---
name: rn-harness-retro
description: Pipeline retrospective — evaluate the completed pipeline against Anthropic's 9 harness principles.
argument-hint: [project-dir] [--run-app] [--deep]
allowed-tools: [Read, Write, Edit, Bash, Glob, Grep]
---

# rn-harness-retro — Harness Retrospective

Retrospective analysis of a project built with the RN Launch Harness pipeline. Evaluates the app against Anthropic's harness design principles and optionally verifies the app runs correctly.

> "Every component in a harness encodes an assumption about what the model can't do on its own, and those assumptions are worth stress testing." — Anthropic

## Trigger

- User invokes `/rn-harness-retro`
- Called after the full pipeline completes (post Phase 10: Submit)

## Arguments

Parse `$ARGUMENTS` for:
- `[project-dir]` — Target project path (default: current directory)
- `--run-app` — Attempt to build and run the app, verify it works on simulator
- `--deep` — Deep analysis including source code review

---

## Phase 1: Collect Harness Outputs

### 1.1 Read All Harness Artifacts

Read every file in `docs/harness/` and `docs/specs/`:

```
docs/harness/state.md          → Pipeline state
docs/harness/config.md         → Configuration
docs/harness/contract.md       → Contract (Generator-Evaluator agreement)
docs/harness/build-log.md      → Build log (rounds, scores)
docs/harness/pipeline-log.md   → Pipeline event log
docs/harness/plans/            → PRD and planning documents
docs/harness/feedback/         → QA feedback (all rounds)
docs/harness/handoff/          → Handoff documents (all rounds)
docs/harness/screenshots/      → Screenshots taken during evaluation
docs/specs/                    → Spec files and progress dashboard
```

Read all files and reconstruct the full pipeline history.

### 1.2 Git History Analysis

```bash
git log --oneline --all
git log --format="%h %s" --since="$(cat docs/harness/state.md | grep created_at | cut -d' ' -f2)"
```

Trace the build/QA cycle from commit messages. Identify:
- Number of build rounds
- Generator vs Evaluator commits
- Phase transition points

### 1.3 App Run Verification (--run-app flag)

If `--run-app` is specified:

1. **Install dependencies**: `npm install`
2. **TypeScript check**: `npx tsc --noEmit` — must pass with 0 errors
3. **Lint check**: `npm run lint` — must pass with 0 errors
4. **Start Metro bundler**: `npx expo start`
5. **iOS Simulator**: `npx expo run:ios` — verify app launches without crash
6. **Android Emulator**: `npx expo run:android` — verify app launches without crash (if available)
7. **Spot-check contract criteria**: Pick 3-5 key criteria from contract.md and manually verify
8. **Console errors**: Check Metro output for red/yellow box errors

Record all results for the retro report.

---

## Phase 2: Evaluate Against Anthropic's Harness Principles

Reference: [Harness design for long-running application development](https://www.anthropic.com/engineering/harness-design-long-running-apps)

Evaluate the pipeline's adherence to each of the following 9 principles.
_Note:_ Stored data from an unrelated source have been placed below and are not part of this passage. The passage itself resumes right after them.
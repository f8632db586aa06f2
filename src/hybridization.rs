use petgraph::graph::NodeIndex;

use crate::atom::Atom;
use crate::bond::Bond;
use crate::element::outer_shell_electrons;
use crate::mol::Mol;

/// Hybridization state of an atom.
#[derive(Debug, Clone, Copy, PartialEq, Eq, Hash)]
pub enum Hybridization {
    S,
    SP,
    SP2,
    SP3,
    SP3D,
    SP3D2,
    SP3D3,
    SP3D4,
    SP3D5,
}

impl Hybridization {
    /// The hybridisation number compared by
    /// [`Expr::HybridisationNumber`](crate::query::Expr::HybridisationNumber):
    /// 1 = sp, 2 = sp2, 3 = sp3, 4..8 = sp3d..sp3d5. `S` has no number.
    pub fn number(self) -> Option<u8> {
        match self {
            Hybridization::S => None,
            Hybridization::SP => Some(1),
            Hybridization::SP2 => Some(2),
            Hybridization::SP3 => Some(3),
            Hybridization::SP3D => Some(4),
            Hybridization::SP3D2 => Some(5),
            Hybridization::SP3D3 => Some(6),
            Hybridization::SP3D4 => Some(7),
            Hybridization::SP3D5 => Some(8),
        }
    }

    pub fn from_number(number: u8) -> Option<Self> {
        match number {
            1 => Some(Hybridization::SP),
            2 => Some(Hybridization::SP2),
            3 => Some(Hybridization::SP3),
            4 => Some(Hybridization::SP3D),
            5 => Some(Hybridization::SP3D2),
            6 => Some(Hybridization::SP3D3),
            7 => Some(Hybridization::SP3D4),
            8 => Some(Hybridization::SP3D5),
            _ => None,
        }
    }
}

fn total_degree(mol: &Mol<Atom, Bond>, idx: NodeIndex) -> i16 {
    let degree = i16::try_from(mol.degree(idx)).unwrap_or(i16::MAX);
    degree.saturating_add(i16::from(mol.atom(idx).hydrogen_count))
}

fn total_valence(mol: &Mol<Atom, Bond>, idx: NodeIndex) -> i16 {
    mol.bonds_of(idx)
        .map(|e| i16::from(mol.bond(e).order.numeric()))
        .fold(i16::from(mol.atom(idx).hydrogen_count), i16::saturating_add)
}

/// Sigma bonds plus lone pairs, with unpaired electrons counted as one
/// orbital each.
fn num_bonds_plus_lone_pairs(mol: &Mol<Atom, Bond>, idx: NodeIndex) -> i16 {
    let atom = mol.atom(idx);
    let degree = total_degree(mol, idx);
    if atom.atomic_num <= 1 || atom.atomic_num >= 89 {
        return degree;
    }

    let nouter = i16::from(outer_shell_electrons(atom.atomic_num));
    let valence = total_valence(mol, idx);
    let charge = i16::from(atom.formal_charge);
    let free_electrons = nouter.saturating_sub(valence).saturating_sub(charge).max(0);

    if valence.saturating_add(nouter).saturating_sub(charge) < 8 {
        let radicals = free_electrons % 2;
        degree.saturating_add((free_electrons - radicals) / 2 + radicals)
    } else {
        degree.saturating_add(free_electrons / 2)
    }
}

/// Whether the atom touches a pi system: it is aromatic, carries a multiple
/// bond, or is bonded to an atom that does.
fn touches_pi_system(mol: &Mol<Atom, Bond>, idx: NodeIndex) -> bool {
    let unsaturated = |i: NodeIndex| {
        mol.atom(i).is_aromatic
            || mol
                .bonds_of(i)
                .any(|e| mol.bond(e).is_aromatic || mol.bond(e).order.numeric() > 1)
    };
    unsaturated(idx) || mol.neighbors(idx).any(unsaturated)
}

/// Perceives the hybridization of an atom from its steric number: sigma
/// bonds (explicit and implicit hydrogens included) plus lone pairs.
///
/// A four-orbital atom with at most three neighbors next to a pi system
/// donates its lone pair and is typed sp2 (amide N, furan O, pyrrole N).
pub fn perceive_hybridization(mol: &Mol<Atom, Bond>, idx: NodeIndex) -> Hybridization {
    match num_bonds_plus_lone_pairs(mol, idx) {
        i16::MIN..=1 => Hybridization::S,
        2 => Hybridization::SP,
        3 => Hybridization::SP2,
        4 => {
            if total_degree(mol, idx) > 3 || !touches_pi_system(mol, idx) {
                Hybridization::SP3
            } else {
                Hybridization::SP2
            }
        }
        5 => Hybridization::SP3D,
        6 => Hybridization::SP3D2,
        7 => Hybridization::SP3D3,
        8 => Hybridization::SP3D4,
        _ => Hybridization::SP3D5,
    }
}

/// Stores the perceived hybridization on every non-pseudo atom.
pub fn assign_hybridization(mol: &mut Mol<Atom, Bond>) {
    let indices: Vec<NodeIndex> = mol.atoms().collect();
    for idx in indices {
        if mol.atom(idx).is_pseudo() {
            continue;
        }
        let hyb = perceive_hybridization(mol, idx);
        mol.atom_mut(idx).hybridization = Some(hyb);
    }
}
For each principle, check the evidence, apply the checklist, and assign a star rating.

### P1. Generator-Evaluator Separation

> "Separating the agent doing the work from the agent judging it proves to be a strong lever."

**Checklist:**
- [ ] Generator and Evaluator executed as separate roles (different skill invocations)
- [ ] Evaluator did not modify source code (only `docs/harness/` files)
- [ ] Evaluator actually ran the app and tested it (screenshot evidence)
- [ ] Generator's self-assessment differed from Evaluator's assessment (skeptical evaluation)

**Evidence sources:** pipeline-log.md for generator/evaluator alternation, feedback/ files for FAIL verdicts

### P2. Evaluator Skepticism

> "Out of the box, Claude is a poor QA agent... would identify legitimate issues, then talk itself into deciding they weren't a big deal."

**Checklist:**
- [ ] Evaluator issued at least 1 FAIL verdict
- [ ] FAIL reasons were specific and reproducible (steps to reproduce included)
- [ ] No lenient "mostly works fine" style evaluations
- [ ] Scores actually improved across rounds (improving trend)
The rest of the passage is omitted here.